Bu yüzden de asıl gerçeği görmek için, patronların, hükümetlerinin pembeye boyadıkları “İhracat rekorları kırıyoruz. Dünyada büyümede birinci sıradayız” tablosunun arkasındaki gerçeklere bakmak gerekir. 

Çünkü patronlar ve hükümetleri tarafından bakıldığında görünen “başarı destanı”;

- OECD ülkeleri arasında en uzun ikinci çalışma süresine sahip olan Türkiye’de,

- Sendikasız, sigortasız, iş güvenliksiz ve iş güvencesiz, hiçbir hak-hukuk tanınmadan,

- 3.29 kişilik “işçi hanesi halkı”nın 2.9’nun asgari ücretle çalıştırıldığı,

- Günde 5-6 işçinin sömürü çarkının dişlileri arasında hayatını kaybettiği, yüzlerce işçinin meslek hastalıkları ve ağır çalışma koşulları tarafından çalışma hayatının dışına itildiği,

- İşçi intiharlarının hızla arttığı... işçinin teri, kanıyla oluşturulan havuzdan doğmaktadır. 

Erdoğan onun için olacak, “aman en az üç, dört, beş, beş de yetmez daha çok çocuk” demektedir. Çünkü; ne kadar çok çalışmak zorunda olan nüfus varsa, ne kadar çok açlık ve sefaletin pençesinde genç varsa, sömürü o kadar ağır, kolay ve çok olacaktır!

DİSK-AR’ın raporu; cehennemi oluşturan en önemli sorunları ise şöyle sıralıyor: Düşük ücret (yüzde 77), işsizlik (yüzde 75), sigortasızlık (yüzde 46), uzun çalışma saatleri (yüzde 43), güvencesizlik (yüzde 39), taşeron çalışma (yüzde 33), işçi sağlığı ve iş güvenliğinin yetersizliği (yüzde33), kıdem tazminatı (yüzde 32).
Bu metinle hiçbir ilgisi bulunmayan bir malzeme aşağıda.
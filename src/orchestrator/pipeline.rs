//! 批改流程 - 编排层
//!
//! ## 状态
//!
//! ```text
//! Idle → ValidatingInput → ResolvingRubric → ExtractingPages → Grading → Complete
//!              ↓                  ↓
//!           Rejected            Halted
//! ```
//!
//! - 校验失败在任何外部调用之前返回，不产生副作用
//! - 评分标准解析失败是致命的
//! - 单页识别失败不中断批次，错误标记原样参与批改
//! - 批改失败以 `Error:` 报告的形式返回
//! - 任何外部调用都不重试

use std::sync::Arc;
use tracing::{debug, error, info, warn};

use crate::clients::{ChatGradingClient, GradingCapability, OcrCapability, VisionOcrClient};
use crate::config::Config;
use crate::error::{AppResult, RejectReason};
use crate::models::{join_pages, Credentials, PipelineOutput, QuizImage, RubricSource};
use crate::orchestrator::batch_extractor::BatchExtractor;
use crate::orchestrator::ProgressFn;
use crate::services::{ExtractionService, GradingService};
use crate::session::ImageCollection;
use crate::utils::logging::{log_extraction_complete, log_run_start, print_final_stats};
use crate::workflow::PageFlow;

/// 流程所处阶段
#[derive(Debug, Clone, Copy, PartialEq, Eq)]
pub enum PipelineStage {
    Idle,
    ValidatingInput,
    ResolvingRubric,
    ExtractingPages,
    Grading,
    Complete,
    /// 输入校验未通过
    Rejected,
    /// 评分标准解析失败
    Halted,
}

/// 批改流程编排器
pub struct PipelineOrchestrator {
    extraction: Arc<ExtractionService>,
    batch: BatchExtractor,
    grading: GradingService,
    max_concurrent_pages: usize,
    max_pages: usize,
    max_image_bytes: usize,
    stage: PipelineStage,
}

impl PipelineOrchestrator {
    /// 使用给定的外部能力创建编排器
    pub fn new(
        config: &Config,
        ocr: Arc<dyn OcrCapability>,
        grader: Arc<dyn GradingCapability>,
    ) -> Self {
        let timeout = config.request_timeout();
        let extraction = Arc::new(ExtractionService::new(ocr, timeout));
        let flow = PageFlow::new(extraction.clone(), config.verbose_logging);

        Self {
            extraction,
            batch: BatchExtractor::new(flow, config.max_concurrent_pages),
            grading: GradingService::new(grader, timeout),
            max_concurrent_pages: config.max_concurrent_pages,
            max_pages: config.max_pages,
            max_image_bytes: config.max_image_bytes,
            stage: PipelineStage::Idle,
        }
    }

    /// 使用 OpenAI 兼容端点创建编排器
    pub fn from_config(config: &Config) -> Self {
        Self::new(
            config,
            Arc::new(VisionOcrClient::new(config)),
            Arc::new(ChatGradingClient::new(config)),
        )
    }

    pub fn stage(&self) -> PipelineStage {
        self.stage
    }

    /// 执行一次完整批改
    pub async fn run(
        &mut self,
        images: &ImageCollection,
        rubric: &RubricSource,
        credentials: &Credentials,
        progress: &mut ProgressFn<'_>,
    ) -> AppResult<PipelineOutput> {
        // ========== 校验输入 ==========
        self.transition(PipelineStage::ValidatingInput);
        if let Err(reason) = self.validate(images, rubric, credentials) {
            warn!("⚠️ 批改请求被拒绝: {}", reason);
            self.transition(PipelineStage::Rejected);
            return Err(reason.into());
        }

        let pages: Vec<QuizImage> = images.iter().cloned().collect();
        log_run_start(pages.len(), self.max_concurrent_pages);

        // ========== 解析评分标准 ==========
        self.transition(PipelineStage::ResolvingRubric);
        info!("📝 正在解析评分标准 ({}模式)...", rubric.active_mode());

        let extraction = self.extraction.clone();
        let ocr_key = credentials.ocr_api_key.clone();
        let rubric_text = match rubric
            .resolve_text(move |image| async move { extraction.extract(&image, &ocr_key).await })
            .await
        {
            Ok(text) => text,
            Err(e) => {
                error!("❌ 评分标准解析失败，终止批改: {}", e);
                self.transition(PipelineStage::Halted);
                return Err(RejectReason::RubricResolutionFailed(e).into());
            }
        };
        debug!("评分标准长度: {} 字符", rubric_text.chars().count());

        // ========== 识别所有页面 ==========
        self.transition(PipelineStage::ExtractingPages);
        let results = self
            .batch
            .extract_all(&pages, &credentials.ocr_api_key, progress)
            .await;

        let failed_pages: Vec<usize> = results
            .iter()
            .enumerate()
            .filter(|(_, result)| result.is_failed())
            .map(|(index, _)| index + 1)
            .collect();
        log_extraction_complete(results.len() - failed_pages.len(), results.len());

        let extracted_text = join_pages(&results);

        // ========== 批改 ==========
        self.transition(PipelineStage::Grading);
        info!("🤖 正在批改...");
        let report = self
            .grading
            .grade(&extracted_text, &rubric_text, &credentials.grading_api_key)
            .await;
        if report.is_error() {
            warn!("⚠️ 批改失败，报告内容为错误信息");
        }

        self.transition(PipelineStage::Complete);

        let output = PipelineOutput {
            extracted_text,
            report,
            failed_pages,
        };
        print_final_stats(&output, pages.len());

        Ok(output)
    }

    /// 按顺序检查：图片 → 密钥 → 评分标准 → 上限
    fn validate(
        &self,
        images: &ImageCollection,
        rubric: &RubricSource,
        credentials: &Credentials,
    ) -> Result<(), RejectReason> {
        if images.is_empty() {
            return Err(RejectReason::NoImages);
        }
        if !credentials.is_complete() {
            return Err(RejectReason::MissingCredentials);
        }
        rubric.check().map_err(RejectReason::InvalidRubric)?;

        if images.len() > self.max_pages {
            return Err(RejectReason::TooManyPages {
                count: images.len(),
                max: self.max_pages,
            });
        }
        if let Some((index, image)) = images
            .iter()
            .enumerate()
            .find(|(_, image)| image.len() > self.max_image_bytes)
        {
            return Err(RejectReason::ImageTooLarge {
                page: index + 1,
                size: image.len(),
                max: self.max_image_bytes,
            });
        }
        if let Some(image) = rubric.image().filter(|i| i.len() > self.max_image_bytes) {
            return Err(RejectReason::RubricImageTooLarge {
                size: image.len(),
                max: self.max_image_bytes,
            });
        }

        Ok(())
    }

    fn transition(&mut self, next: PipelineStage) {
        debug!("流程状态: {:?} → {:?}", self.stage, next);
        self.stage = next;
    }
}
Evet, DİSK-AR’ın raporu, elbette en başta gerçekten mücadeleci bir sendikacılık yapmak isteyen sendikacılar olmak üzere, emek mücadelesi içinde yer alan herkes için önemli veriler sunmaktadır. Bu açıdan bu çalışmayı yapanlar ve bu çalışmanın bizlere ulaşmasında emeği geçenler teşekkürü hak ediyorlar. 

Rapor can alıcı veriler sunuyor. Ama asıl olan bu rapordaki verileri dikkate alarak geliştirilecek sendikal politikalardır.

Aksi halde bu verilere bakıp “ah vah” etmenin, ağır çalışma koşullarından şikayet etmenin patronlar ve hükümetleri dışında kimseye bir yararı olmaz.

Bu yüzde raporun ortaya koyduğu verileri günlük çalışma içinde değerlendirmek, sorunları tartışırken, raporun işaret ettiği gerçekleri dikkate almak önemli olacaktır.

YAZARIN DİĞER YAZILARI
Sefer Selvi Karikatürleri
Evrensel Gazetesi Birinci Sayfa
Evrensel Ege Sayfaları
EVRENSEL EGE

Ege'den daha fazla haber, röportaj, mektup, analiz ve köşe yazısı...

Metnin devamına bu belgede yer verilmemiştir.